Australia uses copyright legislation to shut down satire against government

Australian government has ordered a takedown of a web site which contained a satirical spoof of the Aussie PM John 'liberties are bad, mmmkay?' Howard's speech.

"If we receive a complaint from an intellectual property basis claiming that a website directly infringes the rights of another site we would check it, and if it is a direct copy we would suspend the site," he [the CEO of ~MelbourneIT] said.

Well... No. What you do is that you issue a Cease and Desist order to the guy who has that web site, and order him to take the offending material down, or to modify it so that it no longer infringes a copyright. You see, otherwise people will accuse you of being a spineless government puppet that advocates censorship on people who speak against the government. And it looks really, really, really bad FOR THE WHOLE COUNTRY.

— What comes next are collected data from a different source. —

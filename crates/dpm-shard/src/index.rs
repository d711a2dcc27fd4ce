//! First-seen index assignment for codes and patients.

use std::borrow::Borrow;
use std::collections::HashMap;
use std::fs::File;
use std::hash::Hash;
use std::io::Write;
use std::path::Path;

use crate::error::{Result, ShardError};

/// Assigns dense `u32` indices in the order keys are first observed.
///
/// Indices are never reordered: the side table written at the end of a run
/// must agree with the indices already baked into shard lines.
#[derive(Debug, Clone)]
pub struct FirstSeenIndex<K> {
    lookup: HashMap<K, u32>,
    keys: Vec<K>,
}

impl<K> Default for FirstSeenIndex<K> {
    fn default() -> Self {
        Self {
            lookup: HashMap::new(),
            keys: Vec::new(),
        }
    }
}

impl<K: Eq + Hash + Clone> FirstSeenIndex<K> {
    pub fn new() -> Self {
        Self::default()
    }

    /// Index of `key`, assigning the next free index when it is new.
    ///
    /// Returns the index and whether it was assigned by this call.
    pub fn get_or_insert(&mut self, key: &K) -> (u32, bool) {
        if let Some(&index) = self.lookup.get(key) {
            return (index, false);
        }
        let index = self.keys.len() as u32;
        self.lookup.insert(key.clone(), index);
        self.keys.push(key.clone());
        (index, true)
    }

    pub fn get<Q>(&self, key: &Q) -> Option<u32>
    where
        K: Borrow<Q>,
        Q: Eq + Hash + ?Sized,
    {
        self.lookup.get(key).copied()
    }

    pub fn key(&self, index: u32) -> Option<&K> {
        self.keys.get(index as usize)
    }

    pub fn len(&self) -> usize {
        self.keys.len()
    }

    pub fn is_empty(&self) -> bool {
        self.keys.is_empty()
    }

    /// `(key, index)` pairs in index order.
    pub fn iter(&self) -> impl Iterator<Item = (&K, u32)> {
        self.keys
            .iter()
            .enumerate()
            .map(|(index, key)| (key, index as u32))
    }
}

impl<K: Eq + Hash + Clone + AsRef<str>> FirstSeenIndex<K> {
    /// Write the table as `<key_column>,index` CSV in index order.
    pub fn write_csv<W: Write>(&self, writer: W, key_column: &str, path: &Path) -> Result<()> {
        let csv_error = |source| ShardError::Csv {
            path: path.to_path_buf(),
            source,
        };
        let mut out = csv::Writer::from_writer(writer);
        out.write_record([key_column, "index"]).map_err(csv_error)?;
        for (key, index) in self.iter() {
            out.write_record([key.as_ref(), index.to_string().as_str()])
                .map_err(csv_error)?;
        }
        out.flush().map_err(|source| ShardError::Io {
            operation: "write",
            path: path.to_path_buf(),
            source,
        })?;
        Ok(())
    }

    /// Write the table to `path`.
    pub fn write_csv_file(&self, path: &Path, key_column: &str) -> Result<()> {
        let file = File::create(path).map_err(|source| ShardError::Io {
            operation: "create",
            path: path.to_path_buf(),
            source,
        })?;
        self.write_csv(file, key_column, path)
    }
}

#[cfg(test)]
mod tests {
    use super::*;

    #[test]
    fn assigns_in_first_seen_order() {
        let mut index = FirstSeenIndex::new();
        assert_eq!(index.get_or_insert(&"E11".to_string()), (0, true));
        assert_eq!(index.get_or_insert(&"@HBA1C".to_string()), (1, true));
        assert_eq!(index.get_or_insert(&"E11".to_string()), (0, false));
        assert_eq!(index.get_or_insert(&"A10".to_string()), (2, true));
        assert_eq!(index.len(), 3);
        assert_eq!(index.key(1).map(String::as_str), Some("@HBA1C"));
        let order: Vec<_> = index.iter().map(|(k, i)| (k.as_str(), i)).collect();
        assert_eq!(order, vec![("E11", 0), ("@HBA1C", 1), ("A10", 2)]);
    }

    #[test]
    fn writes_csv_in_index_order() {
        let mut index = FirstSeenIndex::new();
        for code in ["Z99", "A01", "Z99", "M10"] {
            index.get_or_insert(&code.to_string());
        }
        let mut buffer = Vec::new();
        index
            .write_csv(&mut buffer, "code", Path::new("code_index.csv"))
            .expect("write");
        assert_eq!(
            String::from_utf8(buffer).expect("utf8"),
            "code,index\nZ99,0\nA01,1\nM10,2\n"
        );
    }
}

It's a different thing to take down an illegal copy of the latest Britney Spears album, and a totally different thing to take down something which a) does not necessarily even infringe copyright (it may look the same, but it does not necessarily use the same code, and it certainly has completely different content), and b) contains criticism against the leaders of the country. Most importantly, you don't say "to us, it looks like a phishing site" when you have obviously no clue whatsoever what phishing is, and what a phishing site really does. Especially if you're the Chief Technical Officer of an internet company.

Since nothing important disappears in the internet, a PDF copy of the web site is of course available. Look for yourselves. It's not even offending: it's just a satirical apology speech that he thinks the PM should've issued when talking about Iraq and the war there. This way it surely gets more publicity than it would've otherwise.

(Oh yeah, a stunt like that might also look like serious copyright abuse, and really fuel the whole copyright debate again, raising questions like "now, is that really the way that copyright is supposed to be used" and "has copyright become an effective tool for shutting down competition and criticism"? But that would be quite far-fetched, now wouldn't it?)

(Via Slashdot.)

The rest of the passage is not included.